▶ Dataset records
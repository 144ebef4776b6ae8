use eframe::egui::{Vec2, vec2};

use super::quadtree::QuadNode;

#[derive(Clone, Copy)]
pub(super) struct RepulsionParams {
    pub(super) strength: f32,
    pub(super) softening: f32,
    pub(super) theta: f32,
}

#[derive(Clone, Copy)]
pub(super) struct CollisionParams {
    pub(super) padding: f32,
    pub(super) relaxation: f32,
}

/// Direction for two bubbles sitting on the same spot, spread by golden-angle
/// steps so stacked pairs separate in different directions.
fn fallback_direction(from: usize, to: usize) -> Vec2 {
    let angle = ((from as f32) * 0.618_034 + (to as f32) * 0.414_214) * std::f32::consts::TAU;
    vec2(angle.cos(), angle.sin())
}

fn repulsion_between(point: Vec2, other: Vec2, mass: f32, params: RepulsionParams) -> Vec2 {
    let delta = point - other;
    let distance_sq = delta.length_sq();
    let distance = distance_sq.sqrt();
    let direction = if distance > 0.0001 {
        delta / distance
    } else {
        vec2(1.0, 0.0)
    };
    direction * (params.strength * mass / (distance_sq + params.softening).sqrt())
}

pub(super) fn accumulate_repulsion_for_node(
    node: &QuadNode,
    index: usize,
    positions: &[Vec2],
    params: RepulsionParams,
    force: &mut Vec2,
) {
    if node.mass <= 0.0 {
        return;
    }

    let point = positions[index];

    if node.is_leaf() {
        for &other_index in &node.indices {
            if other_index == index {
                continue;
            }
            *force += repulsion_between(point, positions[other_index], 1.0, params);
        }
        return;
    }

    let distance = (point - node.center_of_mass).length().max(0.01);
    let can_approximate = !node.bounds.contains(point)
        && (node.bounds.side_length() / distance) < params.theta
        && node.mass > 1.0;

    if can_approximate {
        *force += repulsion_between(point, node.center_of_mass, node.mass, params);
        return;
    }

    for child in node.children.iter().flatten() {
        accumulate_repulsion_for_node(child, index, positions, params, force);
    }
}

fn resolve_pair(
    from: usize,
    to: usize,
    positions: &[Vec2],
    radii: &[f32],
    pinned: &[bool],
    params: CollisionParams,
    corrections: &mut [Vec2],
) {
    if pinned[from] && pinned[to] {
        return;
    }

    let min_distance = radii[from] + radii[to] + params.padding;
    let delta = positions[from] - positions[to];
    let distance_sq = delta.length_sq();
    if distance_sq >= min_distance * min_distance {
        return;
    }

    let distance = distance_sq.sqrt();
    let direction = if distance > 0.0001 {
        delta / distance
    } else {
        fallback_direction(from, to)
    };

    // The smaller bubble yields more; a pinned bubble does not yield at all.
    let area_from = radii[from] * radii[from];
    let area_to = radii[to] * radii[to];
    let (share_from, share_to) = if pinned[from] {
        (0.0, 1.0)
    } else if pinned[to] {
        (1.0, 0.0)
    } else {
        let total = (area_from + area_to).max(f32::EPSILON);
        (area_to / total, area_from / total)
    };

    let push = direction * (min_distance - distance) * params.relaxation;
    corrections[from] += push * share_from;
    corrections[to] -= push * share_to;
}

/// Collects positional corrections for every overlapping pair, skipping cell
/// pairs whose bounds are farther apart than their largest bubbles can reach.
#[allow(clippy::too_many_arguments)]
pub(super) fn accumulate_collision_pairs(
    node_a: &QuadNode,
    node_b: &QuadNode,
    same_node: bool,
    positions: &[Vec2],
    radii: &[f32],
    pinned: &[bool],
    params: CollisionParams,
    corrections: &mut [Vec2],
) {
    let reach = node_a.max_radius + node_b.max_radius + params.padding;
    if node_a.bounds.distance_sq_to(node_b.bounds) > reach * reach {
        return;
    }

    if node_a.is_leaf() && node_b.is_leaf() {
        if same_node {
            for (offset, &from) in node_a.indices.iter().enumerate() {
                for &to in &node_a.indices[offset + 1..] {
                    resolve_pair(from, to, positions, radii, pinned, params, corrections);
                }
            }
        } else {
            for &from in &node_a.indices {
                for &to in &node_b.indices {
                    resolve_pair(from, to, positions, radii, pinned, params, corrections);
                }
            }
        }
        return;
    }

    if same_node {
        for first in 0..4 {
            let Some(child_a) = node_a.children[first].as_ref() else {
                continue;
            };

            accumulate_collision_pairs(
                child_a,
                child_a,
                true,
                positions,
                radii,
                pinned,
                params,
                corrections,
            );

            for second in (first + 1)..4 {
                let Some(child_b) = node_a.children[second].as_ref() else {
                    continue;
                };
                accumulate_collision_pairs(
                    child_a,
                    child_b,
                    false,
                    positions,
                    radii,
                    pinned,
                    params,
                    corrections,
                );
            }
        }
        return;
    }

    let split_a = if node_a.is_leaf() {
        false
    } else if node_b.is_leaf() {
        true
    } else {
        node_a.bounds.half_extent >= node_b.bounds.half_extent
    };

    if split_a {
        for child in node_a.children.iter().flatten() {
            accumulate_collision_pairs(
                child,
                node_b,
                false,
                positions,
                radii,
                pinned,
                params,
                corrections,
            );
        }
    } else {
        for child in node_b.children.iter().flatten() {
            accumulate_collision_pairs(
                node_a,
                child,
                false,
                positions,
                radii,
                pinned,
                params,
                corrections,
            );
        }
    }
}

#[cfg(test)]
mod tests {
    use super::*;

    const REPULSION: RepulsionParams = RepulsionParams {
        strength: 50.0,
        softening: 100.0,
        theta: 0.72,
    };

    #[test]
    fn repulsion_is_bounded_for_coincident_points() {
        let force = repulsion_between(Vec2::ZERO, Vec2::ZERO, 1.0, REPULSION);
        assert!(force.is_finite());
        assert!((force.length() - 5.0).abs() < 1e-4);
    }

    #[test]
    fn approximated_repulsion_matches_exact_sum_roughly() {
        let mut positions = (0..40)
            .map(|index| vec2(400.0 + (index % 8) as f32 * 3.0, 400.0 + (index / 8) as f32 * 3.0))
            .collect::<Vec<_>>();
        positions.push(vec2(0.0, 0.0));
        let probe = positions.len() - 1;
        let radii = vec![1.0; positions.len()];
        let tree = QuadNode::build(&positions, &radii).expect("tree");

        let mut approximated = Vec2::ZERO;
        accumulate_repulsion_for_node(&tree, probe, &positions, REPULSION, &mut approximated);

        let exact = positions[..probe]
            .iter()
            .map(|other| repulsion_between(positions[probe], *other, 1.0, REPULSION))
            .fold(Vec2::ZERO, |sum, force| sum + force);

        assert!((approximated - exact).length() / exact.length() < 0.05);
    }

    #[test]
    fn pinned_bubble_does_not_yield() {
        let positions = vec![vec2(0.0, 0.0), vec2(10.0, 0.0)];
        let radii = vec![10.0, 10.0];
        let pinned = vec![true, false];
        let mut corrections = vec![Vec2::ZERO; 2];
        let params = CollisionParams {
            padding: 2.0,
            relaxation: 1.0,
        };

        resolve_pair(0, 1, &positions, &radii, &pinned, params, &mut corrections);

        assert_eq!(corrections[0], Vec2::ZERO);
        assert!((corrections[1] - vec2(12.0, 0.0)).length() < 1e-4);
    }

    #[test]
    fn smaller_bubble_moves_further() {
        let positions = vec![vec2(0.0, 0.0), vec2(20.0, 0.0)];
        let radii = vec![20.0, 10.0];
        let mut corrections = vec![Vec2::ZERO; 2];
        let params = CollisionParams {
            padding: 0.0,
            relaxation: 1.0,
        };

        resolve_pair(0, 1, &positions, &radii, &[false, false], params, &mut corrections);

        assert!(corrections[1].length() > corrections[0].length());
        assert!(((corrections[1] - corrections[0]).length() - 10.0).abs() < 1e-4);
    }
}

▶ WHAT YOU HAVE TO DO
Among the entries above, locate the lines containing "#[allow(clippy::too_many_arguments)]" and "for &to in &node_b.indices", and transcribe exactly those two lines and all lines between.

▶ ANSWER SECTION
#[allow(clippy::too_many_arguments)]
pub(super) fn accumulate_collision_pairs(
    node_a: &QuadNode,
    node_b: &QuadNode,
    same_node: bool,
    positions: &[Vec2],
    radii: &[f32],
    pinned: &[bool],
    params: CollisionParams,
    corrections: &mut [Vec2],
) {
    let reach = node_a.max_radius + node_b.max_radius + params.padding;
    if node_a.bounds.distance_sq_to(node_b.bounds) > reach * reach {
        return;
    }

    if node_a.is_leaf() && node_b.is_leaf() {
        if same_node {
            for (offset, &from) in node_a.indices.iter().enumerate() {
                for &to in &node_a.indices[offset + 1..] {
                    resolve_pair(from, to, positions, radii, pinned, params, corrections);
                }
            }
        } else {
            for &from in &node_a.indices {
                for &to in &node_b.indices {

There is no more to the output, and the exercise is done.